Your goal: The first line of the entries below, the line containing "impl fmt::Debug for", and every line between them should be repeated exactly, and nothing else.

▼

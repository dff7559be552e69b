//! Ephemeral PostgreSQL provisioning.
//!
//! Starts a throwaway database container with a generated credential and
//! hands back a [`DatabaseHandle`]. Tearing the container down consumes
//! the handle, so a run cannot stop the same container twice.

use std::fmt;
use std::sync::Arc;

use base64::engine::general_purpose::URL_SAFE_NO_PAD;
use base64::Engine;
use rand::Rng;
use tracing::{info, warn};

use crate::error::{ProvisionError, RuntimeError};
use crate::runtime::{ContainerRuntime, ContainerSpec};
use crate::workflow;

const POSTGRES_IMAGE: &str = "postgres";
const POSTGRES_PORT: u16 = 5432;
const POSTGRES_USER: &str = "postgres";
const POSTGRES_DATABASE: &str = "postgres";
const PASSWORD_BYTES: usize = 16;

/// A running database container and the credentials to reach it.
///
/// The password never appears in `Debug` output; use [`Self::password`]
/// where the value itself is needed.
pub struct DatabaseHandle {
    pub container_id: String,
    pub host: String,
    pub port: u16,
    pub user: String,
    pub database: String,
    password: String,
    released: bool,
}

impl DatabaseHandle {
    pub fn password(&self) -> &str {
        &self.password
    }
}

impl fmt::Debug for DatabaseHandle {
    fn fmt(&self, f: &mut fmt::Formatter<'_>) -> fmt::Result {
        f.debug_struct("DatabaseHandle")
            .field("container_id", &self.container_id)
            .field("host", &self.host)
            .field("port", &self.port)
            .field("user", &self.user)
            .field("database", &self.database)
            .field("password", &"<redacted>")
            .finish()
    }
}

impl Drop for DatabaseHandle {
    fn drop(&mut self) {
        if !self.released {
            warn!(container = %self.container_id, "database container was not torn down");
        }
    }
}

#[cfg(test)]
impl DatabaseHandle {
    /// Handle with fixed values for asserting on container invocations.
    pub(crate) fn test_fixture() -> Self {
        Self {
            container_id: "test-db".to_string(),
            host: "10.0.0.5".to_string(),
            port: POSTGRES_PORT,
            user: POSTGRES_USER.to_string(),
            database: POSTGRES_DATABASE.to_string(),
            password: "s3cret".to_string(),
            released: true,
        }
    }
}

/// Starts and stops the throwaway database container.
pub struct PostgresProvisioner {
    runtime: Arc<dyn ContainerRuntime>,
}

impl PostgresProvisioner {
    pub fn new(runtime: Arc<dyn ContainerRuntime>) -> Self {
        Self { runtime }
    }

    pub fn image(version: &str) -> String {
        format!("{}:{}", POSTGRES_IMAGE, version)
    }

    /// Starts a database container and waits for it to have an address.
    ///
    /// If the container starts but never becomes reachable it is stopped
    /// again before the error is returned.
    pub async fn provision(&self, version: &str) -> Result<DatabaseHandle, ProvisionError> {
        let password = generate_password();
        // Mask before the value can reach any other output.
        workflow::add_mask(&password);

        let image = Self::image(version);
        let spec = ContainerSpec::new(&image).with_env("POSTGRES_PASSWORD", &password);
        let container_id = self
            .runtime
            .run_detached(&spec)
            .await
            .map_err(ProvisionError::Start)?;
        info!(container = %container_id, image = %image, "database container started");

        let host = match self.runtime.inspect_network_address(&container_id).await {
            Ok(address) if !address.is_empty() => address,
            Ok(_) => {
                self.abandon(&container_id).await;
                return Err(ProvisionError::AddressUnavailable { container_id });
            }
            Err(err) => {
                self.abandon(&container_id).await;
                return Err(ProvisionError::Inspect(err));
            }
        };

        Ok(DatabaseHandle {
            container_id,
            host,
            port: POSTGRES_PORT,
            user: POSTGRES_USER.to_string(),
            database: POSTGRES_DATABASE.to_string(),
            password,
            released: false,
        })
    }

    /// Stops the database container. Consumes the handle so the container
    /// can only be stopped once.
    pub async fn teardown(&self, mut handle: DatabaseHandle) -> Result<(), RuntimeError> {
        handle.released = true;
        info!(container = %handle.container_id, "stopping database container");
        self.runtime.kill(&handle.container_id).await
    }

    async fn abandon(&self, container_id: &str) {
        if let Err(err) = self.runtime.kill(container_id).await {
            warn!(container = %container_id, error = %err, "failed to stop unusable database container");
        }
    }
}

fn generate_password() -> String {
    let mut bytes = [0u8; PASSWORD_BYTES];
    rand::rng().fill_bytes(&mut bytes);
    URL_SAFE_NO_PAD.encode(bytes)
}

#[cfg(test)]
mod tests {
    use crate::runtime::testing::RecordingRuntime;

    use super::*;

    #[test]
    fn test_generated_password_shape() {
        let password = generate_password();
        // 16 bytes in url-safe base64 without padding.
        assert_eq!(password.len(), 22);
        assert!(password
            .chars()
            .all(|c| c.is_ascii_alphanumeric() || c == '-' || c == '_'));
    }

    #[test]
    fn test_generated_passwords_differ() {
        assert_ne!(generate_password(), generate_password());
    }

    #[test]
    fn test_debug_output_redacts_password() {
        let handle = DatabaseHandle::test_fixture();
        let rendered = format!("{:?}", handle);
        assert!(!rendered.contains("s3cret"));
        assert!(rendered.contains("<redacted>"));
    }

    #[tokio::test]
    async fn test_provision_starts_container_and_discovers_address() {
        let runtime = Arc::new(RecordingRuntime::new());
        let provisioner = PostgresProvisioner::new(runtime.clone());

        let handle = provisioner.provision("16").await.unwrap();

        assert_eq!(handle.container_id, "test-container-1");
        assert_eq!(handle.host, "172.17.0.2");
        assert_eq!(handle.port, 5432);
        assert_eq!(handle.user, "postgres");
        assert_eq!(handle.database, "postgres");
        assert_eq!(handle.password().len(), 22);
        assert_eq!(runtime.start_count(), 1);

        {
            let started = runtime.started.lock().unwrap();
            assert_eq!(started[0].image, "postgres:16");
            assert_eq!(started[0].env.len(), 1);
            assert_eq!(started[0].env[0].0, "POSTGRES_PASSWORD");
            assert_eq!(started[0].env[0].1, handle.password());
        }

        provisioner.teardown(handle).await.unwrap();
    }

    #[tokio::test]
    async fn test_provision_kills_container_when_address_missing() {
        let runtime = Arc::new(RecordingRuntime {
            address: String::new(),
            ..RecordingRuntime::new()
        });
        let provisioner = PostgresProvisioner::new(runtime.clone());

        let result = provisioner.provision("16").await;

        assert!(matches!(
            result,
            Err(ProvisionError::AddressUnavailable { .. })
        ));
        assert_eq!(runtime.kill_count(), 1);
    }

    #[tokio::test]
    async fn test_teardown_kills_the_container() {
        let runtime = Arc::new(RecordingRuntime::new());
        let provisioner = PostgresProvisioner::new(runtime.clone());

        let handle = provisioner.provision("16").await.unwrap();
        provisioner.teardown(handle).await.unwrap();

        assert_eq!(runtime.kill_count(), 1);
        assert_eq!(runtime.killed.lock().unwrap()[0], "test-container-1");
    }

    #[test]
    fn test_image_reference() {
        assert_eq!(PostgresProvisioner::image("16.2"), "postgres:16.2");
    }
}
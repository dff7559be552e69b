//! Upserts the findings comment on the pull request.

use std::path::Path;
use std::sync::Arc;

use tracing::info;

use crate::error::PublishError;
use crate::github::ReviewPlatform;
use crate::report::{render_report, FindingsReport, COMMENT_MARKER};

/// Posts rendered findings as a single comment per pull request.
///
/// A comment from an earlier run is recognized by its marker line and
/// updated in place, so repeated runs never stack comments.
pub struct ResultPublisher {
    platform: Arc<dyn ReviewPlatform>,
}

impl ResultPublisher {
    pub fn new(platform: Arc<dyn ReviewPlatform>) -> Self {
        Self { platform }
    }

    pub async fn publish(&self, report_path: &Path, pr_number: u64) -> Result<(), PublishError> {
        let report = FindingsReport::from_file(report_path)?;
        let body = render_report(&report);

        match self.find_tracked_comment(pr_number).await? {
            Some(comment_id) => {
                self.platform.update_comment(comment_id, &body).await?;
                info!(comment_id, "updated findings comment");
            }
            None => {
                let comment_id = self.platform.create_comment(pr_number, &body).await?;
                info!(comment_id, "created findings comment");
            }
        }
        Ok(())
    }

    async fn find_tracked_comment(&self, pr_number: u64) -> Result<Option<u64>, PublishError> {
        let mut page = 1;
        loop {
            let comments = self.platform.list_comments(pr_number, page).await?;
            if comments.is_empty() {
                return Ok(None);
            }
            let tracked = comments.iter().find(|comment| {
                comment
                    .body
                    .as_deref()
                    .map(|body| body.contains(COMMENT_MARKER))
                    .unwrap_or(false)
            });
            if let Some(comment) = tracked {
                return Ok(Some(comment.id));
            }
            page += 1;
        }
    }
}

▲

Answer box:
repository dff7559be552e69b
//! Ephemeral PostgreSQL provisioning.
//!
//! Starts a throwaway database container with a generated credential and
//! hands back a [`DatabaseHandle`]. Tearing the container down consumes
//! the handle, so a run cannot stop the same container twice.

use std::fmt;
use std::sync::Arc;

use base64::engine::general_purpose::URL_SAFE_NO_PAD;
use base64::Engine;
use rand::Rng;
use tracing::{info, warn};

use crate::error::{ProvisionError, RuntimeError};
use crate::runtime::{ContainerRuntime, ContainerSpec};
use crate::workflow;

const POSTGRES_IMAGE: &str = "postgres";
const POSTGRES_PORT: u16 = 5432;
const POSTGRES_USER: &str = "postgres";
const POSTGRES_DATABASE: &str = "postgres";
const PASSWORD_BYTES: usize = 16;

/// A running database container and the credentials to reach it.
///
/// The password never appears in `Debug` output; use [`Self::password`]
/// where the value itself is needed.
pub struct DatabaseHandle {
    pub container_id: String,
    pub host: String,
    pub port: u16,
    pub user: String,
    pub database: String,
    password: String,
    released: bool,
}

impl DatabaseHandle {
    pub fn password(&self) -> &str {
        &self.password
    }
}

impl fmt::Debug for DatabaseHandle {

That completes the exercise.